For this commemorative run, Underoath recruited long-time friends August Burns Red, Atreyu, and Emery – bands who have been there since the beginning. They look forward to celebrating not just decades of comradery, but also how far they have all come as August Burns Red and Emery prepare to release new music.
Underoath’s Chris Dudley shares: “What this album has meant to us, and so many others, over the past 20 years is hard to quantify. It gave us permission to be ourselves. It sent us around the world. It gave people the freedom to say (and scream) the things out loud they had buried deep. It will outlive us. We still play these songs on stage 20 years later and get those chills. The opportunity to devote an entire tour to presenting this album in the best way it ever has been, alongside friends we’ve had since before it was released, is going to be bucket list material for us.”
Tickets will be available starting with a Citi presale on June 9 at 12pm ET. Artist and additional presales will run throughout the week ahead of the general onsale this Friday June 12 at 10am local time. For more information on tickets and VIP packages, please visit: https://underoath777.com/pages/tour.
Prior to their massive fall tour, Underoath will be playing some of their most intimate shows in decades on the Van Tour To Vans Warped Tour, presented by Vans. Featuring special guests Held., the tour kicked off earlier this week and is hitting independent venues around the country as Underoath gets back in the van and back to their roots on the way to Vans Warped Tour in Washington, DC and Long Beach, CA.
ABOUT UNDEROATH
UNDEROATH reinvents the balance between chaos and harmony with each successive release. Their compositions, conjured from creative tension, become iconoclastic anthems. Even when the band almost combusts, the crackling energy coalesces into something deeply resonant for millions.
Each time they have a chance to do something safe, Underoath challenges themselves instead, with integrity and attitude. Their pair of gold albums and three Grammy nominations stand in stark defiance of the idea of commercial compromise. The Underoath catalog weaponizes noise, aggression, and ambiance as skillfully as melody.
The passion and power are as undeniable on tours with Alice In Chains or Bring Me The Horizon as they are in the sweatiest of intimate shows or their genre-redefining runs on Vans Warped Tour.
This year the band celebrates 20 years of their album Define The Great Line. Coming on the heels of 2004’s They’re Only Chasing Safety, Define The Great Line saw Underoath pivoting towards a more aggressive sound. The record’s unconventional – and, at times, jarring – intensity served as a stark contrast to the pop-leaning trends that were taking over heavy music at the time.
Featuring fan favorites like “Writing On The Walls”, “In Regards To Myself”, and “You’re Ever So Inviting”, Define the Great Line defied expectations when it debuted at No. 2 on the Billboard 200. It is widely regarded as one of the definitive heavy records of the early 2000s, solidifying Underoath’s legacy as one most influential bands of the genre.

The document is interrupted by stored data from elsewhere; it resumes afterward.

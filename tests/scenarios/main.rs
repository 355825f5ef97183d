use std::{cell::RefCell, rc::Rc};

use pretty_assertions::assert_eq;
use quickdemo::{
    Error, args,
    action::Action,
    arguments::{Bindings, lazy},
    demo::{Builder, Configuration},
    formatter::{
        FormatterRef,
        template::{VERBOSE_ERROR_FORMAT, VERBOSE_OUTPUT_FORMAT},
    },
    group::{GroupBuilder, GroupRegistry},
    kind::Kind,
    options::key,
    outcome::Counters,
    runtime::{FAILURE_EXIT_CODE, Settings},
    shorthand,
    value::Value,
};

mod lib;

use lib::*;

#[test]
fn invoking_prints_the_result() {
    let (mut runtime, buffer, _) = runtime(Settings::default());
    shorthand::run(&f(), args![1], &mut runtime).unwrap();

    assert_eq!(buffer.contents(), "f(1) -> 2\n");
    assert_eq!(runtime.counters(), Counters::default());
}

#[test]
fn expected_error_passes() {
    let (mut runtime, buffer, _) = runtime(Settings::default());
    let pairwise = pairwise();
    let pairwise =
        shorthand::expect_error(&pairwise, Kind::value_error(), args![Vec::<Value>::new()], &mut runtime)
            .unwrap();
    shorthand::expect_error(pairwise, Kind::value_error(), args![vec![1]], &mut runtime).unwrap();

    assert_eq!(buffer.contents(), "Passed: pairwise([])\nPassed: pairwise([1])\n");
    assert_eq!(runtime.counters(), Counters { passed: 2, failed: 0 });
}

#[test]
fn missing_error_fails() {
    let (mut runtime, buffer, exits) = runtime(Settings::default());
    shorthand::expect_error(&pairwise(), Kind::value_error(), args![vec![1, 2, 3]], &mut runtime)
        .unwrap();

    assert_eq!(
        buffer.contents(),
        "Failed: pairwise([1, 2, 3]) should raise ValueError, but no error was raised\n"
    );
    assert_eq!(runtime.counters(), Counters { passed: 0, failed: 1 });
    assert!(exits.borrow().is_empty());
}

#[test]
fn groups_resolve_without_deduplication() {
    let calls = Rc::new(RefCell::new(Vec::new()));
    let (a, b) = (recording("in_a", &calls), recording("in_b", &calls));
    let mut registry = GroupRegistry::new();
    registry.register(&a, ["a"]).register(&b, ["b"]);
    let (mut runtime, buffer, _) = runtime(Settings::default());

    let builder = GroupBuilder::new()
        .with_groups(["a", "b"])
        .with_option(key::OUTPUT_NONE, true);
    builder.build().run(&registry, &mut runtime).unwrap();
    assert_eq!(*calls.borrow(), ["in_a", "in_b"]);

    calls.borrow_mut().clear();
    builder.with_function(a.clone()).build().run(&registry, &mut runtime).unwrap();
    assert_eq!(*calls.borrow(), ["in_a", "in_a", "in_b"]);
    assert_eq!(buffer.contents().lines().count(), 5);
}

#[test]
fn stored_configuration_runs_on_another_function() {
    let dir = tempfile::tempdir().unwrap();
    let path = dir.path().join("test.qdc");

    Builder::new()
        .with_action(Action::invoke(args![vec![1, 2, 3], 5]))
        .with_action(Action::invoke(args![vec![1], 1]))
        .with_action(Action::expect(vec![1, 2], args![vec![0, 1], 1]))
        .with_option(key::OUTPUT_FORMAT, VERBOSE_OUTPUT_FORMAT)
        .with_option(key::ERROR_FORMAT, VERBOSE_ERROR_FORMAT)
        .build()
        .store_to(&path)
        .unwrap();

    let (mut runtime, buffer, _) = runtime(Settings::default());
    shorthand::from_file(&add_to_list(), &path, &mut runtime).unwrap();

    assert_eq!(
        buffer.contents(),
        "add_to_list with arguments ([1, 2, 3], 5) produced result [6, 7, 8]\n\
         add_to_list with arguments ([1], 1) produced result [2]\n\
         Passed: add_to_list([0, 1], 1)\n"
    );

    let reloaded = Configuration::load_from(&path).unwrap();
    assert_eq!(reloaded.mismatch, None);
    let merged = reloaded
        .into_inner()
        .builder()
        .with_action(Action::invoke(args!["x"; number = 1]))
        .build();
    merged.run_on(&add_to_list(), &mut runtime).unwrap();
    assert!(buffer
        .contents()
        .ends_with("add_to_list with arguments (x, number=1) failed with TypeError: expected list, got str\n"));
}

#[test]
fn failures_escalate_to_exit() {
    let (mut runtime, buffer, exits) = runtime(Settings {
        exit_on_test_failure: true,
        ..Default::default()
    });

    let err = Builder::new()
        .with_action(Action::expect(2, args![1]))
        .with_action(Action::expect(0, args![1]))
        .with_action(Action::invoke(args![10]))
        .build()
        .run_on(&f(), &mut runtime)
        .unwrap_err();

    assert!(matches!(err, Error::ExitRequested { code } if code == FAILURE_EXIT_CODE));
    assert_eq!(*exits.borrow(), [FAILURE_EXIT_CODE]);
    assert_eq!(
        buffer.contents(),
        "Passed: f(1)\nFailed: f(1) = 2, expected 0\n"
    );
    assert_eq!(runtime.counters(), Counters { passed: 1, failed: 1 });
}

#[test]
fn silent_runtime_still_counts() {
    let (mut runtime, buffer, _) = runtime(Settings {
        disable_output: true,
        ..Default::default()
    });
    let configuration = Builder::new()
        .with_action(Action::expect(2, args![1]))
        .with_action(Action::expect_any(args!["nope"]))
        .build();

    configuration.run_on(&f(), &mut runtime).unwrap();
    runtime.print_test_summary().unwrap();
    assert_eq!(buffer.contents(), "");
    assert_eq!(runtime.counters(), Counters { passed: 1, failed: 1 });

    runtime.disable_output(false);
    runtime.print_test_summary().unwrap();
    runtime.reset_test_summary();
    runtime.print_test_summary().unwrap();
    assert_eq!(
        buffer.contents(),
        "1 tests passed, 1 tests failed.\n0 tests passed, 0 tests failed.\n"
    );
}

#[test]
fn deferred_arguments_resolve_once_per_container() {
    let evaluations = Rc::new(RefCell::new(0));
    let counter = Rc::clone(&evaluations);
    let bindings = Bindings::new().with("start", move || {
        *counter.borrow_mut() += 1;
        Value::from(40)
    });
    let (runtime, buffer, _) = runtime(Settings::default());
    let mut runtime = runtime.with_bindings(bindings);

    let configuration = Builder::new()
        .with_action(Action::invoke(args![lazy("start")]))
        .with_action(Action::expect(41, args![lazy("start")]))
        .build();
    configuration.run_on(&f(), &mut runtime).unwrap();
    configuration.run_on(&f(), &mut runtime).unwrap();

    assert_eq!(*evaluations.borrow(), 2);
    assert_eq!(
        buffer.contents(),
        "f(40) -> 41\nPassed: f(40)\nf(40) -> 41\nPassed: f(40)\n"
    );
}

#[test]
fn group_outcomes_use_the_configured_formatter() {
    let (runtime, buffer, _) = runtime(Settings::default());
    let mut runtime = runtime.with_formatter(
        "arrow",
        |outcome: &quickdemo::outcome::CallOutcome<'_>, w: &mut dyn std::io::Write| {
            let result = outcome.return_value.as_ref().map_err(|raised| raised.kind.name());
            writeln!(w, "{} => {:?}", outcome.target.name(), result.map(ToString::to_string))
        },
    );
    let mut registry = GroupRegistry::new();
    registry.register(&f(), ["math"]).register(&pairwise(), ["math", "lists"]);

    GroupBuilder::new()
        .with_group("math")
        .with_argument_sets([args![1], args![vec![1, 2]]])
        .with_formatter(FormatterRef::Named("arrow".into()))
        .build()
        .run(&registry, &mut runtime)
        .unwrap();

    assert_eq!(
        buffer.contents(),
        "f => Ok(\"2\")\n\
         f => Err(\"TypeError\")\n\
         pairwise => Err(\"TypeError\")\n\
         pairwise => Ok(\"[(1, 2)]\")\n"
    );
}

#[test]
fn version_mismatch_is_logged() {
    let dir = tempfile::tempdir().unwrap();
    let path = dir.path().join("old.qdc");
    std::fs::write(&path, r#"[1, [[{"Invoke": {"arguments": {"positional": [{"Literal": {"Int": 1}}], "keywords": []}}}], {}]]"#)
        .unwrap();

    let logs = Buffer::default();
    let writer = logs.clone();
    let subscriber = tracing_subscriber::fmt()
        .with_max_level(tracing::Level::DEBUG)
        .with_ansi(false)
        .with_writer(move || writer.clone())
        .finish();

    let decoded = tracing::subscriber::with_default(subscriber, || Configuration::load_from(&path)).unwrap();

    assert_eq!(decoded.mismatch.map(|mismatch| mismatch.found), Some(1));
    assert_eq!(decoded.value.actions().len(), 1);
    assert_eq!(
        sanitize_log_output(&logs.contents(), dir.path()),
        "<time> DEBUG quickdemo::codec: loaded configuration path=<tmp>/old.qdc version=1\n\
         <time> WARN quickdemo::codec: configuration was stored with format version 1, expected version 2, results may be inconsistent\n"
    );
}
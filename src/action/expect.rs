use std::fmt::{self, Display};

use serde::{Deserialize, Serialize};

use crate::{
    action::{Perform, call},
    arguments::Arguments,
    error::Result,
    formatter::template::Fields,
    options::{Options, key},
    outcome::Verdict,
    runtime::Runtime,
    target::Target,
    value::Value,
};

/// The value an [`ExpectEqual`] compares against.
#[derive(Debug, Clone, PartialEq, Serialize, Deserialize)]
pub enum Expected {
    Literal(Value),
    /// Matches any value, only a raised error fails.
    Anything,
}

impl Expected {
    pub fn matches(&self, value: &Value) -> bool {
        match self {
            Expected::Literal(expected) => expected == value,
            Expected::Anything => true,
        }
    }
}

impl From<Value> for Expected {
    fn from(value: Value) -> Self {
        Expected::Literal(value)
    }
}

impl Display for Expected {
    fn fmt(&self, f: &mut fmt::Formatter<'_>) -> fmt::Result {
        match self {
            Expected::Literal(value) => write!(f, "{value}"),
            Expected::Anything => f.write_str("anything"),
        }
    }
}

/// Expect the call to return a value equal to [`ExpectEqual::expected`].
#[derive(Debug, Clone, PartialEq, Serialize, Deserialize)]
pub struct ExpectEqual {
    pub expected: Expected,
    pub arguments: Arguments,
}

impl ExpectEqual {
    pub fn new(expected: impl Into<Value>, arguments: Arguments) -> Self {
        Self {
            expected: Expected::Literal(expected.into()),
            arguments,
        }
    }

    pub fn anything(arguments: Arguments) -> Self {
        Self {
            expected: Expected::Anything,
            arguments,
        }
    }
}

impl Perform for ExpectEqual {
    fn perform(
        &self,
        target: &Target,
        options: &Options,
        runtime: &mut Runtime,
    ) -> Result<Option<Verdict>> {
        let result = call(target, &self.arguments, runtime.bindings());
        let fields = Fields::new(target, &self.arguments).with_expected(&self.expected);
        let (template, fields, verdict) = match &result {
            Ok(value) if self.expected.matches(value) => (
                key::EXPECTED_RESULT_FORMAT,
                fields.with_result(value),
                Verdict::Passed,
            ),
            Ok(value) => (
                key::WRONG_RESULT_FORMAT,
                fields.with_result(value),
                Verdict::Failed,
            ),
            Err(raised) => (
                key::UNEXPECTED_ERROR_FORMAT,
                fields.with_raised(raised),
                Verdict::Failed,
            ),
        };
        runtime.emit(options.template(template), &fields)?;
        runtime.record(verdict)?;
        Ok(Some(verdict))
    }
}
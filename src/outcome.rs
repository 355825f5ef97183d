use std::fmt::Display;

use crate::{arguments::Arguments, target::{CallResult, Target}};

/// Pass and fail tallies of expectation actions.
#[derive(Debug, Clone, Copy, Default, PartialEq, Eq)]
pub struct Counters {
    pub passed: usize,
    pub failed: usize,
}

impl Counters {
    pub fn total(&self) -> usize {
        self.passed + self.failed
    }

    pub fn all_passed(&self) -> bool {
        self.failed == 0
    }
}

impl Display for Counters {
    fn fmt(&self, f: &mut std::fmt::Formatter<'_>) -> std::fmt::Result {
        write!(
            f,
            "{} tests passed, {} tests failed.",
            self.passed, self.failed
        )
    }
}

/// The record a [`Formatter`](crate::formatter::Formatter) receives for each call
/// of a group-oriented run.
#[derive(Debug, Clone, Copy)]
pub struct CallOutcome<'o> {
    pub target: &'o Target,
    pub arguments: &'o Arguments,
    pub return_value: &'o CallResult,
}

/// How an expectation action judged a call.
#[derive(Debug, Clone, Copy, PartialEq, Eq)]
pub enum Verdict {
    Passed,
    Failed,
}

impl Verdict {
    pub fn passed(&self) -> bool {
        matches!(self, Verdict::Passed)
    }

    pub fn failed(&self) -> bool {
        matches!(self, Verdict::Failed)
    }
}
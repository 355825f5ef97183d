use std::io;

use crate::{formatter::Formatter, outcome::CallOutcome};

/// A formatter that produces no output.
///
/// Calls still happen and are logged, only the rendering is skipped. Useful
/// when a group run is only wanted for the side effects of its targets.
#[derive(Debug, Default, Clone, Copy)]
pub struct NoFormatter;

impl Formatter for NoFormatter {
    fn format(&self, _: &CallOutcome<'_>, _: &mut dyn io::Write) -> io::Result<()> {
        Ok(())
    }
}
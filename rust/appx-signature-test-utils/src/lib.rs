// Copyright (c) Microsoft Corporation.
// Licensed under the MIT License.

//! Test-only utilities for composing signature validation scenarios.
//!
//! Certificates are generated at test time with `rcgen`, written into a PKCS#7 `SignedData`
//! with `cms` and `der`, and framed as P7X containers.

use appx_signature::signed_data::ID_SIGNED_DATA;
use appx_signature::{ParsedCertificate, TrustAnchorConfig, P7X_FILE_ID, WINDOWS_STORE_OID};
use cms::content_info::{CmsVersion, ContentInfo};
use cms::signed_data::{DigestAlgorithmIdentifiers, EncapsulatedContentInfo, SignerInfos};
use const_oid::ObjectIdentifier;
use der::asn1::SetOfVec;
use der::{Any, Encode, EncodeValue, Tag, TagNumber, Tagged};
use rcgen::{
    BasicConstraints, Certificate, CertificateParams, CustomExtension, DistinguishedName, DnType,
    ExtendedKeyUsagePurpose, IsCa, KeyPair, KeyUsagePurpose,
};
use std::io::{Cursor, Read, Seek, SeekFrom};

/// `id-data` content type.
pub const ID_DATA: ObjectIdentifier = ObjectIdentifier::new_unwrap("1.2.840.113549.1.7.1");

/// Private OID used for an extension that carries the store marker as raw text.
pub const MARKER_EXTENSION_OID: &[u64] = &[1, 3, 6, 1, 4, 1, 311, 99, 1];

/// `WINDOWS_STORE_OID` as rcgen arcs.
pub fn store_oid_arcs() -> Vec<u64> {
    WINDOWS_STORE_OID
        .split('.')
        .map(|arc| arc.parse().expect("static OID"))
        .collect()
}

/// How a generated certificate should look.
#[derive(Debug, Clone)]
pub struct CertSpec {
    pub common_name: String,
    pub is_ca: IsCa,
    pub store_eku: bool,
    /// Emitted only when non-empty.
    pub key_usages: Vec<KeyUsagePurpose>,
    /// `(oid, content, critical)`.
    pub custom_extension: Option<(Vec<u64>, Vec<u8>, bool)>,
    /// `(year, month, day)`; rcgen defaults apply when `None`.
    pub not_before: Option<(i32, u8, u8)>,
    pub not_after: Option<(i32, u8, u8)>,
}

impl CertSpec {
    pub fn ca(common_name: &str) -> Self {
        Self::leaf(common_name).with_ca(IsCa::Ca(BasicConstraints::Unconstrained))
    }

    pub fn leaf(common_name: &str) -> Self {
        Self {
            common_name: common_name.to_string(),
            is_ca: IsCa::NoCa,
            store_eku: false,
            key_usages: Vec::new(),
            custom_extension: None,
            not_before: None,
            not_after: None,
        }
    }

    pub fn with_ca(mut self, is_ca: IsCa) -> Self {
        self.is_ca = is_ca;
        self
    }

    pub fn with_store_eku(mut self) -> Self {
        self.store_eku = true;
        self
    }

    pub fn with_key_usages(mut self, key_usages: Vec<KeyUsagePurpose>) -> Self {
        self.key_usages = key_usages;
        self
    }

    pub fn with_custom_extension(mut self, oid: &[u64], content: Vec<u8>) -> Self {
        self.custom_extension = Some((oid.to_vec(), content, false));
        self
    }

    pub fn with_critical_extension(mut self, oid: &[u64], content: Vec<u8>) -> Self {
        self.custom_extension = Some((oid.to_vec(), content, true));
        self
    }

    pub fn valid_between(mut self, not_before: (i32, u8, u8), not_after: (i32, u8, u8)) -> Self {
        self.not_before = Some(not_before);
        self.not_after = Some(not_after);
        self
    }

    fn params(&self) -> CertificateParams {
        let mut params = CertificateParams::new(Vec::<String>::new()).expect("empty SAN list");
        let mut dn = DistinguishedName::new();
        dn.push(DnType::CommonName, self.common_name.as_str());
        params.distinguished_name = dn;
        params.is_ca = self.is_ca.clone();
        if self.store_eku {
            params.extended_key_usages = vec![
                ExtendedKeyUsagePurpose::CodeSigning,
                ExtendedKeyUsagePurpose::Other(store_oid_arcs()),
            ];
        }
        params.key_usages = self.key_usages.clone();
        if let Some((oid, content, critical)) = &self.custom_extension {
            let mut extension = CustomExtension::from_oid_content(oid, content.clone());
            extension.set_criticality(*critical);
            params.custom_extensions = vec![extension];
        }
        if let Some((y, m, d)) = self.not_before {
            params.not_before = rcgen::date_time_ymd(y, m, d);
        }
        if let Some((y, m, d)) = self.not_after {
            params.not_after = rcgen::date_time_ymd(y, m, d);
        }
        params
    }
}

/// A generated certificate and its private key.
pub struct Issued {
    pub cert: Certificate,
    pub key: KeyPair,
}

impl Issued {
    pub fn self_signed(spec: &CertSpec) -> Self {
        let key = KeyPair::generate().expect("generate key");
        let cert = spec.params().self_signed(&key).expect("self sign");
        Self { cert, key }
    }

    pub fn signed_by(spec: &CertSpec, issuer: &Issued) -> Self {
        let key = KeyPair::generate().expect("generate key");
        let cert = spec
            .params()
            .signed_by(&key, &issuer.cert, &issuer.key)
            .expect("sign certificate");
        Self { cert, key }
    }

    pub fn der(&self) -> Vec<u8> {
        self.cert.der().to_vec()
    }

    pub fn pem(&self) -> String {
        self.cert.pem()
    }

    pub fn parsed(&self) -> ParsedCertificate {
        ParsedCertificate::from_der(&self.der()).expect("parse generated certificate")
    }
}

/// A root, an intermediate issued by it, and a leaf issued by the intermediate.
pub struct TestPki {
    pub root: Issued,
    pub intermediate: Issued,
    pub leaf: Issued,
}

impl TestPki {
    /// Leaf carries the store EKU.
    pub fn store_signed() -> Self {
        Self::with_leaf(CertSpec::leaf("Test Store Publisher").with_store_eku())
    }

    /// Leaf has no origin marker.
    pub fn unmarked() -> Self {
        Self::with_leaf(CertSpec::leaf("Test Sideload Publisher"))
    }

    pub fn with_leaf(leaf: CertSpec) -> Self {
        let root = Issued::self_signed(&CertSpec::ca("Test Root CA"));
        let intermediate = Issued::signed_by(&CertSpec::ca("Test Intermediate CA"), &root);
        let leaf = Issued::signed_by(&leaf, &intermediate);
        Self {
            root,
            intermediate,
            leaf,
        }
    }

    /// Trusts only the root.
    pub fn trust_config(&self) -> TrustAnchorConfig {
        TrustAnchorConfig::new([self.root.pem()])
    }

    /// Leaf and intermediate, without the root.
    pub fn signer_certificates(&self) -> Vec<Vec<u8>> {
        vec![self.leaf.der(), self.intermediate.der()]
    }

    pub fn p7x(&self) -> Vec<u8> {
        build_p7x(&build_signed_data(&self.signer_certificates()))
    }
}

/// DER `ContentInfo(SignedData)` carrying `certificates` in the given order, and no signer
/// infos.
///
/// The certificate set is written element by element, so callers can produce unsorted or
/// repeated entries the way real signers do.
pub fn build_signed_data(certificates: &[Vec<u8>]) -> Vec<u8> {
    let mut body = CmsVersion::V1.to_der().expect("encode version");
    body.extend(
        DigestAlgorithmIdentifiers::new()
            .to_der()
            .expect("encode digest algorithms"),
    );
    body.extend(
        EncapsulatedContentInfo {
            econtent_type: ID_DATA,
            econtent: None,
        }
        .to_der()
        .expect("encode encapsulated content info"),
    );
    if !certificates.is_empty() {
        let certificate_set = Tag::ContextSpecific {
            constructed: true,
            number: TagNumber::N0,
        };
        body.extend(
            Any::new(certificate_set, certificates.concat())
                .and_then(|any| any.to_der())
                .expect("encode certificate set"),
        );
    }
    body.extend(SignerInfos(SetOfVec::new()).to_der().expect("encode signer infos"));

    let signed_data = Any::new(Tag::Sequence, body).expect("encode signed data");
    wrap_content_info(ID_SIGNED_DATA, &signed_data)
}

/// Wrap any DER value in a `ContentInfo` with the given content type.
pub fn wrap_content_info<T>(content_type: ObjectIdentifier, content: &T) -> Vec<u8>
where
    T: Tagged + EncodeValue,
{
    ContentInfo {
        content_type,
        content: Any::encode_from(content).expect("encode content"),
    }
    .to_der()
    .expect("encode content info")
}

/// Frame a signed-data blob with the P7X magic.
pub fn build_p7x(signed_data: &[u8]) -> Vec<u8> {
    with_magic(P7X_FILE_ID, signed_data)
}

pub fn with_magic(magic: u32, body: &[u8]) -> Vec<u8> {
    let mut out = magic.to_le_bytes().to_vec();
    out.extend_from_slice(body);
    out
}

/// An in-memory stream that counts bytes handed out by `read`.
#[derive(Debug, Default)]
pub struct CountingStream {
    inner: Cursor<Vec<u8>>,
    bytes_read: u64,
}

impl CountingStream {
    pub fn new(bytes: Vec<u8>) -> Self {
        Self {
            inner: Cursor::new(bytes),
            bytes_read: 0,
        }
    }

    pub fn bytes_read(&self) -> u64 {
        self.bytes_read
    }
}

impl Read for CountingStream {
    fn read(&mut self, buf: &mut [u8]) -> std::io::Result<usize> {
        let n = self.inner.read(buf)?;
        self.bytes_read += n as u64;
        Ok(n)
    }
}

impl Seek for CountingStream {
    fn seek(&mut self, pos: SeekFrom) -> std::io::Result<u64> {
        self.inner.seek(pos)
    }
}

/// A stream whose reads always fail with a non-EOF error.
#[derive(Debug)]
pub struct FailingStream {
    len: u64,
    position: u64,
}

impl FailingStream {
    pub fn with_len(len: u64) -> Self {
        Self { len, position: 0 }
    }
}

impl Read for FailingStream {
    fn read(&mut self, _buf: &mut [u8]) -> std::io::Result<usize> {
        Err(std::io::Error::new(std::io::ErrorKind::Other, "device error"))
    }
}

impl Seek for FailingStream {
    fn seek(&mut self, pos: SeekFrom) -> std::io::Result<u64> {
        self.position = match pos {
            SeekFrom::Start(n) => n,
            SeekFrom::End(n) => (self.len as i64 + n) as u64,
            SeekFrom::Current(n) => (self.position as i64 + n) as u64,
        };
        Ok(self.position)
    }
}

The heart of their sound, which delivers naked vulnerability with thrilling force and cinematic lushness, can be heard in generations of bands who’ve pursued their trail. But Underoath refuses to sit still.
Walking an artistic tightrope between immersive access and isolationist otherness, Underoath owns the space between huge choruses and forward-thinking heaviness, both on record and onstage.